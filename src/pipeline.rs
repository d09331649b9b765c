//! Boundary -> features -> per-feature normalize/probe/assemble -> CSV.
//!
//! Everything runs sequentially on the calling thread. Boundary and feature
//! query failures abort the run before any file is touched; amenity probe
//! failures only blank that feature's amenity columns.

use std::path::PathBuf;

use crate::amenity::AmenityProber;
use crate::config::{CapacityTags, PipelineConfig};
use crate::domain::{
    AmenityCounts, Boundary, BoundaryGeocoder, Coordinate, Feature, FeatureSource, MarinaRecord,
    PlaceSearch, ReverseGeocoder, TagFilter,
};
use crate::error::PipelineError;
use crate::geometry::representative_coordinate;
use crate::output::{write_count, write_records};

/// The four external collaborators a run needs
#[derive(Clone, Copy)]
pub struct Services<'a> {
    pub boundary: &'a dyn BoundaryGeocoder,
    pub features: &'a dyn FeatureSource,
    pub reverse: &'a dyn ReverseGeocoder,
    pub search: &'a dyn PlaceSearch,
}

#[derive(Debug, Clone, PartialEq)]
pub struct RunSummary {
    pub rows: usize,
    pub output: PathBuf,
}

/// Merge one feature's pieces into an output row. Pure.
pub fn assemble_record(
    place: &str,
    ordinal: usize,
    coordinate: Option<Coordinate>,
    feature: &Feature,
    capacity: &CapacityTags,
    amenities: Option<AmenityCounts>,
) -> MarinaRecord {
    MarinaRecord {
        city: place.to_string(),
        marina_number: ordinal,
        coordinate,
        water_capacity: feature.tag(&capacity.water).map(str::to_string),
        land_capacity: feature.tag(&capacity.land).map(str::to_string),
        amenities,
    }
}

/// First-match boundary for `place`; no candidate is a run-fatal error.
pub fn resolve_boundary(
    geocoder: &dyn BoundaryGeocoder,
    place: &str,
) -> Result<Boundary, PipelineError> {
    let boundary = geocoder
        .resolve_boundary(place)
        .map_err(|source| PipelineError::Boundary {
            place: place.to_string(),
            source,
        })?
        .ok_or_else(|| PipelineError::BoundaryNotFound {
            place: place.to_string(),
        })?;

    tracing::info!(
        "Resolved boundary for {} ({} polygon(s))",
        place,
        boundary.0.len()
    );
    Ok(boundary)
}

pub fn query_features(
    source: &dyn FeatureSource,
    boundary: &Boundary,
    tag: &TagFilter,
) -> Result<Vec<Feature>, PipelineError> {
    let features = source
        .query_features(boundary, tag)
        .map_err(|source| PipelineError::FeatureQuery { source })?;
    tracing::info!("Found {} features tagged {}", features.len(), tag);
    Ok(features)
}

/// Build one record per feature, in query order. `on_progress(done, total)`
/// is called after each feature.
pub fn collect_records(
    config: &PipelineConfig,
    services: Services<'_>,
    mut on_progress: impl FnMut(usize, usize),
) -> Result<Vec<MarinaRecord>, PipelineError> {
    let boundary = resolve_boundary(services.boundary, &config.place)?;
    let features = query_features(services.features, &boundary, &config.tag)?;

    let prober = AmenityProber::new(services.reverse, services.search, &config.amenity);
    let total = features.len();
    let mut records = Vec::with_capacity(total);

    for (index, feature) in features.iter().enumerate() {
        let ordinal = index + 1;
        let coordinate = representative_coordinate(&feature.geometry);

        let amenities = if config.enrich {
            Some(match coordinate {
                Some(center) => prober.probe(center).unwrap_or_else(|e| {
                    tracing::warn!("Marina {}: amenity lookup failed: {}", ordinal, e);
                    AmenityCounts::unavailable()
                }),
                None => {
                    tracing::debug!("Marina {}: no coordinate, skipping amenity lookup", ordinal);
                    AmenityCounts::unavailable()
                }
            })
        } else {
            None
        };

        records.push(assemble_record(
            &config.place,
            ordinal,
            coordinate,
            feature,
            &config.capacity,
            amenities,
        ));
        on_progress(ordinal, total);
    }

    Ok(records)
}

/// Full run: collect all records, then write the table once.
pub fn run(
    config: &PipelineConfig,
    services: Services<'_>,
    on_progress: impl FnMut(usize, usize),
) -> Result<RunSummary, PipelineError> {
    let records = collect_records(config, services, on_progress)?;
    write_records(&config.output, &records, config.enrich)?;
    tracing::info!(
        "Wrote {} rows to {}",
        records.len(),
        config.output.display()
    );

    Ok(RunSummary {
        rows: records.len(),
        output: config.output.clone(),
    })
}

/// Count-only run: writes a single `city,marina_count` row.
pub fn count(config: &PipelineConfig, services: Services<'_>) -> Result<usize, PipelineError> {
    let boundary = resolve_boundary(services.boundary, &config.place)?;
    let features = query_features(services.features, &boundary, &config.tag)?;

    write_count(&config.output, &config.place, features.len())?;
    tracing::info!(
        "Found {} marinas in {}; saved to {}",
        features.len(),
        config.place,
        config.output.display()
    );
    Ok(features.len())
}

● **What you will do**
Quote all of the entries verbatim.

● **Exercise solution**
filename src/pipeline.rs
repository d09331649b9b765c
//! Boundary -> features -> per-feature normalize/probe/assemble -> CSV.
//!
//! Everything runs sequentially on the calling thread. Boundary and feature
//! query failures abort the run before any file is touched; amenity probe
//! failures only blank that feature's amenity columns.

use std::path::PathBuf;

use crate::amenity::AmenityProber;
use crate::config::{CapacityTags, PipelineConfig};
use crate::domain::{
    AmenityCounts, Boundary, BoundaryGeocoder, Coordinate, Feature, FeatureSource, MarinaRecord,
    PlaceSearch, ReverseGeocoder, TagFilter,
};
use crate::error::PipelineError;
use crate::geometry::representative_coordinate;
use crate::output::{write_count, write_records};

/// The four external collaborators a run needs
#[derive(Clone, Copy)]
pub struct Services<'a> {
    pub boundary: &'a dyn BoundaryGeocoder,
    pub features: &'a dyn FeatureSource,
    pub reverse: &'a dyn ReverseGeocoder,
    pub search: &'a dyn PlaceSearch,
}

#[derive(Debug, Clone, PartialEq)]
pub struct RunSummary {
    pub rows: usize,
    pub output: PathBuf,
}

/// Merge one feature's pieces into an output row. Pure.
pub fn assemble_record(
    place: &str,
    ordinal: usize,
    coordinate: Option<Coordinate>,
    feature: &Feature,
    capacity: &CapacityTags,
    amenities: Option<AmenityCounts>,
) -> MarinaRecord {
    MarinaRecord {
        city: place.to_string(),
        marina_number: ordinal,
        coordinate,
        water_capacity: feature.tag(&capacity.water).map(str::to_string),
        land_capacity: feature.tag(&capacity.land).map(str::to_string),
        amenities,
    }
}

/// First-match boundary for `place`; no candidate is a run-fatal error.
pub fn resolve_boundary(
    geocoder: &dyn BoundaryGeocoder,
    place: &str,
) -> Result<Boundary, PipelineError> {
    let boundary = geocoder
        .resolve_boundary(place)
        .map_err(|source| PipelineError::Boundary {
            place: place.to_string(),
            source,
        })?
        .ok_or_else(|| PipelineError::BoundaryNotFound {
            place: place.to_string(),
        })?;

    tracing::info!(
        "Resolved boundary for {} ({} polygon(s))",
        place,
        boundary.0.len()
    );
    Ok(boundary)
}

pub fn query_features(
    source: &dyn FeatureSource,
    boundary: &Boundary,
    tag: &TagFilter,
) -> Result<Vec<Feature>, PipelineError> {
    let features = source
        .query_features(boundary, tag)
        .map_err(|source| PipelineError::FeatureQuery { source })?;
    tracing::info!("Found {} features tagged {}", features.len(), tag);
    Ok(features)
}

/// Build one record per feature, in query order. `on_progress(done, total)`
/// is called after each feature.
pub fn collect_records(
    config: &PipelineConfig,
    services: Services<'_>,
    mut on_progress: impl FnMut(usize, usize),
) -> Result<Vec<MarinaRecord>, PipelineError> {
    let boundary = resolve_boundary(services.boundary, &config.place)?;
    let features = query_features(services.features, &boundary, &config.tag)?;

    let prober = AmenityProber::new(services.reverse, services.search, &config.amenity);
    let total = features.len();
    let mut records = Vec::with_capacity(total);

    for (index, feature) in features.iter().enumerate() {
        let ordinal = index + 1;
        let coordinate = representative_coordinate(&feature.geometry);

        let amenities = if config.enrich {
            Some(match coordinate {
                Some(center) => prober.probe(center).unwrap_or_else(|e| {
                    tracing::warn!("Marina {}: amenity lookup failed: {}", ordinal, e);
                    AmenityCounts::unavailable()
                }),
                None => {
                    tracing::debug!("Marina {}: no coordinate, skipping amenity lookup", ordinal);
                    AmenityCounts::unavailable()
                }
            })
        } else {
            None
        };

        records.push(assemble_record(
            &config.place,
            ordinal,
            coordinate,
            feature,
            &config.capacity,
            amenities,
        ));
        on_progress(ordinal, total);
    }

    Ok(records)
}

/// Full run: collect all records, then write the table once.
pub fn run(
    config: &PipelineConfig,
    services: Services<'_>,
    on_progress: impl FnMut(usize, usize),
) -> Result<RunSummary, PipelineError> {
    let records = collect_records(config, services, on_progress)?;
    write_records(&config.output, &records, config.enrich)?;
    tracing::info!(
        "Wrote {} rows to {}",
        records.len(),
        config.output.display()
    );

    Ok(RunSummary {
        rows: records.len(),
        output: config.output.clone(),
    })
}

/// Count-only run: writes a single `city,marina_count` row.
pub fn count(config: &PipelineConfig, services: Services<'_>) -> Result<usize, PipelineError> {
    let boundary = resolve_boundary(services.boundary, &config.place)?;
    let features = query_features(services.features, &boundary, &config.tag)?;

    write_count(&config.output, &config.place, features.len())?;
    tracing::info!(
        "Found {} marinas in {}; saved to {}",
        features.len(),
        config.place,
        config.output.display()
    );
    Ok(features.len())
}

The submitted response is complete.